Derek, let's look a little more closely at the quote you provided: "The Internet accounted for 23% of units sold in 2008, just beating out the major bookstore chains, which had a 22% market share."
Online sales accounted for 23% of US book sales in 2008, while major bookstore chains accounted for 22%. That makes 45% of sales. As we've already accounted for all online sales, that meanst that the remaining 55% of sales must have been made at physical stores which were not major chains--so, independent bookstores, supermarkets, grocery stores and so on.
If you want to look at it another way, online sales made up 23% of book sales in 2008--which means that sales from physical stores probably accounted for the other 77%.

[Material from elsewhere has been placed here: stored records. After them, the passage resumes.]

// Host-side tests for the lazy gallery feed.

use folio_core::*;
use std::time::Duration;

fn ms(v: u64) -> Duration {
    Duration::from_millis(v)
}

fn feed() -> FeedController {
    FeedController::with_sample_projects(&FeedConfig::default())
}

/// Trigger and let the simulated latency elapse. Returns the completion time.
fn load_step(f: &mut FeedController, at: Duration) -> Duration {
    match f.on_sentinel_visible(at) {
        TriggerOutcome::Started { due } => {
            assert!(f.is_loading());
            assert!(f.poll(due).is_some());
            due
        }
        other => panic!("expected a load step, got {:?}", other),
    }
}

#[test]
fn first_page_shows_eight_items() {
    let mut f = feed();
    assert_eq!(f.displayed_count(), 0);
    let due = match f.load_first_page(ms(0)) {
        TriggerOutcome::Started { due } => due,
        other => panic!("{:?}", other),
    };
    assert_eq!(due, ms(700));
    assert_eq!(f.poll(ms(699)), None);
    assert_eq!(f.poll(ms(700)), Some(0..8));
    assert_eq!(f.displayed_count(), 8);
    assert!(!f.is_loading());
}

#[test]
fn fifty_items_cap_after_six_more_triggers() {
    let mut f = feed();
    f.load_first_page(ms(0));
    f.poll(ms(700));
    let mut now = ms(700);
    for _ in 0..6 {
        now += ms(1500);
        now = load_step(&mut f, now);
    }
    assert_eq!(f.displayed_count(), 50);
    assert!(f.is_exhausted());
}

#[test]
fn exhausted_feed_ignores_triggers() {
    let mut f = FeedController::new(sample_projects(5), &FeedConfig::default());
    load_step(&mut f, ms(0));
    assert_eq!(f.displayed_count(), 5);
    for i in 0..3 {
        assert_eq!(
            f.on_sentinel_visible(ms(10_000 * (i + 1))),
            TriggerOutcome::Exhausted
        );
    }
    assert_eq!(f.displayed_count(), 5);
    assert!(!f.is_loading());
}

#[test]
fn trigger_while_pending_is_dropped() {
    let mut f = feed();
    assert!(matches!(f.on_sentinel_visible(ms(0)), TriggerOutcome::Started { .. }));
    assert_eq!(f.on_sentinel_visible(ms(2000)), TriggerOutcome::Pending);
    f.poll(ms(2000));
    assert_eq!(f.displayed_count(), 8);
}

#[test]
fn triggers_inside_cooldown_are_dropped_not_queued() {
    let mut f = feed();
    load_step(&mut f, ms(0));
    assert_eq!(f.on_sentinel_visible(ms(800)), TriggerOutcome::Throttled);
    assert_eq!(f.on_sentinel_visible(ms(900)), TriggerOutcome::Throttled);
    assert!(f.poll(ms(5000)).is_none());
    assert_eq!(f.displayed_count(), 8);
    assert!(matches!(
        f.on_sentinel_visible(ms(1000)),
        TriggerOutcome::Started { .. }
    ));
}

#[test]
fn first_page_counts_against_rate_bound() {
    let config = FeedConfig {
        latency: Duration::ZERO,
        ..FeedConfig::default()
    };
    let mut f = FeedController::with_sample_projects(&config);
    assert!(matches!(f.load_first_page(ms(0)), TriggerOutcome::Started { .. }));
    assert_eq!(f.poll(ms(0)), Some(0..8));
    assert_eq!(f.on_sentinel_visible(ms(0)), TriggerOutcome::Throttled);
    assert_eq!(f.on_sentinel_visible(ms(999)), TriggerOutcome::Throttled);
    // one step inside the first cooldown window
    assert!(f.steps_completed() <= 1);
    assert_eq!(f.trigger_reopens_at(ms(999)), Some(ms(1000)));
    assert!(matches!(
        f.on_sentinel_visible(ms(1000)),
        TriggerOutcome::Started { .. }
    ));
}

#[test]
fn rapid_triggers_respect_rate_bound() {
    let cooldown = 1000u64;
    let mut f = FeedController::new(sample_projects(500), &FeedConfig::default());
    let mut t = 0u64;
    while t <= 7_300 {
        if let TriggerOutcome::Started { due } = f.on_sentinel_visible(ms(t)) {
            f.poll(due);
        }
        f.poll(ms(t));
        t += 50;
    }
    let elapsed = t - 50;
    assert!(f.steps_completed() as u64 <= elapsed / cooldown + 1);
    assert!(f.steps_completed() > 0);
}

#[test]
fn displayed_is_contiguous_prefix_in_order() {
    let mut f = feed();
    let mut now = ms(0);
    f.load_first_page(now);
    now += ms(700);
    f.poll(now);
    for _ in 0..3 {
        now += ms(1000);
        now = load_step(&mut f, now);
    }
    let ids: Vec<u32> = f.displayed().iter().map(|i| i.id).collect();
    let expected: Vec<u32> = (1..=32).collect();
    assert_eq!(ids, expected);
}

#[test]
fn cancel_pending_abandons_step() {
    let mut f = feed();
    f.load_first_page(ms(0));
    f.cancel_pending();
    assert!(!f.is_loading());
    assert_eq!(f.poll(ms(10_000)), None);
    assert_eq!(f.displayed_count(), 0);
}

#[test]
fn reset_starts_over() {
    let mut f = feed();
    load_step(&mut f, ms(0));
    f.reset(sample_projects(3));
    assert_eq!(f.displayed_count(), 0);
    assert_eq!(f.dataset().len(), 3);
    assert!(matches!(f.on_sentinel_visible(ms(1)), TriggerOutcome::Started { .. }));
}
use super::helpers::{self, PipelineSpec, QuadGeometry};
use super::GpuContext;
use crate::constants::TRANSPARENT_CLEAR;
use crate::shaders::{TILE_FRAG_WGSL, TILE_VERT_WGSL};
use folio_core::{FrameUniforms, ShaderUniformState, SurfaceBackend, Viewport};
use web_sys as web;

const PLACEHOLDER_TEXEL: [u8; 4] = [40, 24, 64, 255];

/// Textured gallery tile with a hover-reactive shader.
pub struct TileSurface {
    canvas: web::HtmlCanvasElement,
    gpu: GpuContext,
    quad: QuadGeometry,
    uniform_buf: wgpu::Buffer,
    bgl: wgpu::BindGroupLayout,
    sampler: wgpu::Sampler,
    texture: wgpu::Texture,
    bind_group: wgpu::BindGroup,
    pipeline: wgpu::RenderPipeline,
}

impl TileSurface {
    pub async fn new(canvas: web::HtmlCanvasElement, viewport: Viewport) -> anyhow::Result<Self> {
        let gpu = GpuContext::new(&canvas, viewport, wgpu::PowerPreference::LowPower).await?;
        gpu.begin_setup();
        let device = &gpu.device;
        let quad = QuadGeometry::new(device, "tile_quad");
        let uniform_buf = helpers::create_uniform_buffer(
            device,
            "tile_uniforms",
            std::mem::size_of::<FrameUniforms>(),
        );
        let bgl = device.create_bind_group_layout(&wgpu::BindGroupLayoutDescriptor {
            label: Some("tile_bgl"),
            entries: &[
                helpers::uniform_layout_entry(0, wgpu::ShaderStages::VERTEX_FRAGMENT),
                wgpu::BindGroupLayoutEntry {
                    binding: 1,
                    visibility: wgpu::ShaderStages::FRAGMENT,
                    ty: wgpu::BindingType::Texture {
                        multisampled: false,
                        view_dimension: wgpu::TextureViewDimension::D2,
                        sample_type: wgpu::TextureSampleType::Float { filterable: true },
                    },
                    count: None,
                },
                wgpu::BindGroupLayoutEntry {
                    binding: 2,
                    visibility: wgpu::ShaderStages::FRAGMENT,
                    ty: wgpu::BindingType::Sampler(wgpu::SamplerBindingType::Filtering),
                    count: None,
                },
            ],
        });
        let sampler = device.create_sampler(&wgpu::SamplerDescriptor {
            label: Some("tile_sampler"),
            address_mode_u: wgpu::AddressMode::ClampToEdge,
            address_mode_v: wgpu::AddressMode::ClampToEdge,
            mag_filter: wgpu::FilterMode::Linear,
            min_filter: wgpu::FilterMode::Linear,
            ..Default::default()
        });
        let texture = image_texture(device, 1, 1);
        gpu.queue.write_texture(
            wgpu::TexelCopyTextureInfo {
                texture: &texture,
                mip_level: 0,
                origin: wgpu::Origin3d::ZERO,
                aspect: wgpu::TextureAspect::All,
            },
            &PLACEHOLDER_TEXEL,
            wgpu::TexelCopyBufferLayout {
                offset: 0,
                bytes_per_row: Some(4),
                rows_per_image: Some(1),
            },
            wgpu::Extent3d {
                width: 1,
                height: 1,
                depth_or_array_layers: 1,
            },
        );
        let bind_group = tile_bind_group(device, &bgl, &uniform_buf, &texture, &sampler);
        let layout = device.create_pipeline_layout(&wgpu::PipelineLayoutDescriptor {
            label: Some("tile_pl"),
            bind_group_layouts: &[&bgl],
            push_constant_ranges: &[],
        });
        let (vs, fs) = helpers::shader_pair(device, "tile_shader", TILE_VERT_WGSL, TILE_FRAG_WGSL);
        let pipeline = helpers::make_pipeline(
            device,
            PipelineSpec {
                label: "tile_pipeline",
                layout: &layout,
                vs: &vs,
                vs_entry: "vs_main",
                fs: &fs,
                fs_entry: "fs_main",
                buffers: &[QuadGeometry::layout()],
                topology: wgpu::PrimitiveTopology::TriangleList,
                color_format: gpu.format(),
                blend: Some(wgpu::BlendState::PREMULTIPLIED_ALPHA_BLENDING),
                depth_stencil: None,
            },
        );
        gpu.finish_setup("tile").await?;
        Ok(Self {
            canvas,
            gpu,
            quad,
            uniform_buf,
            bgl,
            sampler,
            texture,
            bind_group,
            pipeline,
        })
    }

    /// Replace the placeholder with a decoded image.
    pub fn set_image(&mut self, image: &web::HtmlImageElement) -> anyhow::Result<()> {
        let (width, height) = (image.natural_width(), image.natural_height());
        if width == 0 || height == 0 {
            anyhow::bail!("image has no pixels");
        }
        let texture = image_texture(&self.gpu.device, width, height);
        self.gpu.queue.copy_external_image_to_texture(
            &wgpu::CopyExternalImageSourceInfo {
                source: wgpu::ExternalImageSource::HTMLImageElement(image.clone()),
                origin: wgpu::Origin2d::ZERO,
                flip_y: false,
            },
            wgpu::CopyExternalImageDestInfo {
                texture: &texture,
                mip_level: 0,
                origin: wgpu::Origin3d::ZERO,
                aspect: wgpu::TextureAspect::All,
                color_space: wgpu::PredefinedColorSpace::Srgb,
                premultiplied_alpha: false,
            },
            wgpu::Extent3d {
                width,
                height,
                depth_or_array_layers: 1,
            },
        );
        self.bind_group = tile_bind_group(
            &self.gpu.device,
            &self.bgl,
            &self.uniform_buf,
            &texture,
            &self.sampler,
        );
        std::mem::replace(&mut self.texture, texture).destroy();
        Ok(())
    }
}

fn image_texture(device: &wgpu::Device, width: u32, height: u32) -> wgpu::Texture {
    device.create_texture(&wgpu::TextureDescriptor {
        label: Some("tile_image"),
        size: wgpu::Extent3d {
            width,
            height,
            depth_or_array_layers: 1,
        },
        mip_level_count: 1,
        sample_count: 1,
        dimension: wgpu::TextureDimension::D2,
        format: wgpu::TextureFormat::Rgba8Unorm,
        usage: wgpu::TextureUsages::TEXTURE_BINDING
            | wgpu::TextureUsages::COPY_DST
            | wgpu::TextureUsages::RENDER_ATTACHMENT,
        view_formats: &[],
    })
}

fn tile_bind_group(
    device: &wgpu::Device,
    bgl: &wgpu::BindGroupLayout,
    uniform_buf: &wgpu::Buffer,
    texture: &wgpu::Texture,
    sampler: &wgpu::Sampler,
) -> wgpu::BindGroup {
    let view = texture.create_view(&wgpu::TextureViewDescriptor::default());
    device.create_bind_group(&wgpu::BindGroupDescriptor {
        label: Some("tile_bg"),
        layout: bgl,
        entries: &[
            wgpu::BindGroupEntry {
                binding: 0,
                resource: uniform_buf.as_entire_binding(),
            },
            wgpu::BindGroupEntry {
                binding: 1,
                resource: wgpu::BindingResource::TextureView(&view),
            },
            wgpu::BindGroupEntry {
                binding: 2,
                resource: wgpu::BindingResource::Sampler(sampler),
            },
        ],
    })
}

impl SurfaceBackend for TileSurface {
    type Error = wgpu::SurfaceError;

    fn configure(&mut self, viewport: Viewport) {
        self.gpu.configure(&self.canvas, viewport);
    }

    fn draw(&mut self, uniforms: &ShaderUniformState) -> Result<(), Self::Error> {
        self.gpu
            .queue
            .write_buffer(&self.uniform_buf, 0, bytemuck::bytes_of(&uniforms.to_gpu()));
        let Some(frame) = self.gpu.acquire()? else {
            return Ok(());
        };
        let view = frame
            .texture
            .create_view(&wgpu::TextureViewDescriptor::default());
        let mut encoder = self
            .gpu
            .device
            .create_command_encoder(&wgpu::CommandEncoderDescriptor {
                label: Some("tile_encoder"),
            });
        {
            let mut rpass =
                helpers::begin_pass(&mut encoder, "tile_pass", &view, None, TRANSPARENT_CLEAR);
            rpass.set_pipeline(&self.pipeline);
            rpass.set_bind_group(0, &self.bind_group, &[]);
            self.quad.draw(&mut rpass);
        }
        self.gpu.queue.submit(Some(encoder.finish()));
        frame.present();
        Ok(())
    }

    fn release(self) {
        self.texture.destroy();
        self.quad.destroy();
        self.uniform_buf.destroy();
        self.gpu.release();
    }
}
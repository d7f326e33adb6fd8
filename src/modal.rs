use crate::constants::{MODAL_CLOSE_ID, MODAL_DESC_ID, MODAL_ID, MODAL_IMAGE_ID, MODAL_TITLE_ID};
use crate::dom::{self, EventListener};
use crate::frame::RenderTask;
use crate::SharedApp;
use folio_core::{Clock, ModalEvent, ModalVisual};
use std::cell::RefCell;
use std::rc::{Rc, Weak};
use wasm_bindgen::JsCast;
use web_sys as web;

struct ModalInner {
    app: SharedApp,
    clock: Rc<dyn Clock>,
    overlay: web::HtmlElement,
    content: Option<web::HtmlElement>,
    close_button: Option<web::HtmlElement>,
    image: Option<web::HtmlImageElement>,
    title: Option<web::HtmlElement>,
    description: Option<web::HtmlElement>,
    return_focus: RefCell<Option<web::HtmlElement>>,
    task: RefCell<Option<RenderTask>>,
}

/// DOM side of the detail modal. State lives in the app's `ModalController`;
/// this view renders it and forwards input.
pub struct ModalView {
    inner: Rc<ModalInner>,
    _listeners: Vec<EventListener>,
}

impl ModalView {
    pub fn mount(
        document: &web::Document,
        app: SharedApp,
        clock: Rc<dyn Clock>,
    ) -> anyhow::Result<Self> {
        let overlay = dom::element_by_id(document, MODAL_ID)?;
        let content = overlay
            .first_element_child()
            .and_then(|c| c.dyn_into::<web::HtmlElement>().ok());
        let inner = Rc::new(ModalInner {
            app,
            clock,
            content,
            close_button: dom::element_by_id(document, MODAL_CLOSE_ID).ok(),
            image: document
                .get_element_by_id(MODAL_IMAGE_ID)
                .and_then(|e| e.dyn_into::<web::HtmlImageElement>().ok()),
            title: dom::element_by_id(document, MODAL_TITLE_ID).ok(),
            description: dom::element_by_id(document, MODAL_DESC_ID).ok(),
            overlay,
            return_focus: RefCell::new(None),
            task: RefCell::new(None),
        });
        inner.apply(inner.app.borrow().modal.visual());

        let mut listeners = Vec::with_capacity(3);
        let weak = Rc::downgrade(&inner);
        listeners.push(EventListener::new(document.as_ref(), "keydown", move |e| {
            let Some(key) = e.dyn_ref::<web::KeyboardEvent>().map(|k| k.key()) else {
                return;
            };
            with_inner(&weak, |m| {
                let consumed = m.app.borrow_mut().modal.on_key(&key);
                if consumed {
                    m.play();
                }
            });
        })?);
        let weak = Rc::downgrade(&inner);
        let backdrop = inner.overlay.clone();
        listeners.push(EventListener::new(inner.overlay.as_ref(), "click", move |e| {
            let on_backdrop = e
                .target()
                .is_some_and(|t| js_sys::Object::is(&t, &backdrop));
            with_inner(&weak, |m| {
                let closing = m.app.borrow_mut().modal.on_backdrop_click(on_backdrop);
                if closing {
                    m.play();
                }
            });
        })?);
        if let Some(button) = &inner.close_button {
            let weak = Rc::downgrade(&inner);
            listeners.push(EventListener::new(button.as_ref(), "click", move |e| {
                e.stop_propagation();
                with_inner(&weak, |m| {
                    let closing = m.app.borrow_mut().modal.close();
                    if closing {
                        m.play();
                    }
                });
            })?);
        }

        Ok(Self {
            inner,
            _listeners: listeners,
        })
    }

    /// Render the current selection and run the transition the controller
    /// has started, if any.
    pub fn play(&self) {
        self.inner.play();
    }

    pub fn unmount(&self) {
        if let Some(task) = self.inner.task.borrow_mut().take() {
            task.cancel();
        }
    }
}

impl Drop for ModalView {
    fn drop(&mut self) {
        self.unmount();
    }
}

fn with_inner(weak: &Weak<ModalInner>, f: impl FnOnce(&Rc<ModalInner>)) {
    if let Some(inner) = weak.upgrade() {
        f(&inner);
    }
}

impl ModalInner {
    fn play(self: &Rc<Self>) {
        self.fill();
        if self.overlay.get_attribute("aria-hidden").as_deref() != Some("false") {
            // opening from closed: remember who to return focus to
            *self.return_focus.borrow_mut() = self
                .overlay
                .owner_document()
                .and_then(|d| d.active_element())
                .and_then(|e| e.dyn_into::<web::HtmlElement>().ok());
        }
        self.apply(self.app.borrow().modal.visual());

        let running = self
            .task
            .borrow()
            .as_ref()
            .is_some_and(RenderTask::is_running);
        if running || !self.app.borrow().modal.is_animating() {
            return;
        }
        let weak = Rc::downgrade(self);
        let task = RenderTask::start(self.clock.clone(), move |time| {
            let Some(m) = weak.upgrade() else {
                return false;
            };
            let (event, visual, animating) = {
                let mut app = m.app.borrow_mut();
                let event = app.modal.advance(time.delta);
                (event, app.modal.visual(), app.modal.is_animating())
            };
            m.apply(visual);
            match event {
                Some(ModalEvent::Opened) => m.on_opened(),
                Some(ModalEvent::Closed) => m.on_closed(),
                None => {}
            }
            animating
        });
        // the previous task has already stopped itself
        if let Some(old) = self.task.borrow_mut().replace(task) {
            dom::defer_drop(old);
        }
    }

    fn fill(&self) {
        let app = self.app.borrow();
        let Some(item) = app.modal.selected() else {
            return;
        };
        if let Some(img) = &self.image {
            img.set_src(&item.image);
            img.set_alt(&item.title);
        }
        if let Some(t) = &self.title {
            t.set_text_content(Some(&item.title));
        }
        if let Some(d) = &self.description {
            d.set_text_content(Some(item.display_description()));
        }
    }

    fn apply(&self, visual: ModalVisual) {
        let app = self.app.borrow();
        let modal = &app.modal;
        let visible = modal.is_visible();
        dom::set_style(&self.overlay, "opacity", &visual.opacity.to_string());
        dom::set_style(
            &self.overlay,
            "visibility",
            if visible { "visible" } else { "hidden" },
        );
        dom::set_style(
            &self.overlay,
            "pointer-events",
            if modal.is_interactive() { "auto" } else { "none" },
        );
        _ = self
            .overlay
            .set_attribute("aria-hidden", if visible { "false" } else { "true" });
        if let Some(content) = &self.content {
            dom::set_style(content, "transform", &format!("scale({})", visual.scale));
        }
    }

    fn on_opened(&self) {
        if let Some(button) = &self.close_button {
            _ = button.focus();
        }
    }

    fn on_closed(&self) {
        if let Some(el) = self.return_focus.borrow_mut().take() {
            _ = el.focus();
        }
    }
}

Or, less than one book in four was sold online, and all the others were sold from real, browse-the-book-before-you-buy locations.
(I've not read the article, so I might be wrong: but this is a perfect example of how people sometimes jump to conclusions when presented with statistics, and assume that they prove something that they might actually not.)
Ellen, don't worry: that 18-book average is plain nonsense. If you take a look at the link below you'll find a post in which I discuss how sales are recorded, which gives a very different picture. And it might just help you sleep at night!
http://howpublishingreallyworks.blogspot.com/2009/11/self-publishing-sales-statistics.html
I got up to 41 errors, misleading statements, misleading or meaningless deployments of decontextualized sales or return figures, unsupported assertions, howlers, and/or out-of-context statements by anonymous sources about whom we are told nothing whatever.
Is it a bad sign that I've just written 1100+ words of commentary on a 493-word article ...?
I don't have enough specialist knowledge to spot all the errors, but as a mere author even I can see that it's ridiculous scaremongering!
"Averages" are unhelpful anyway without being told if it's an arithmetic mean or a median or a mode, and without a distribution. I remember reading somewhere that "the average person in Britain has 1.9 legs"! Which is mathematically true, but totally unhelpful for telling you anything!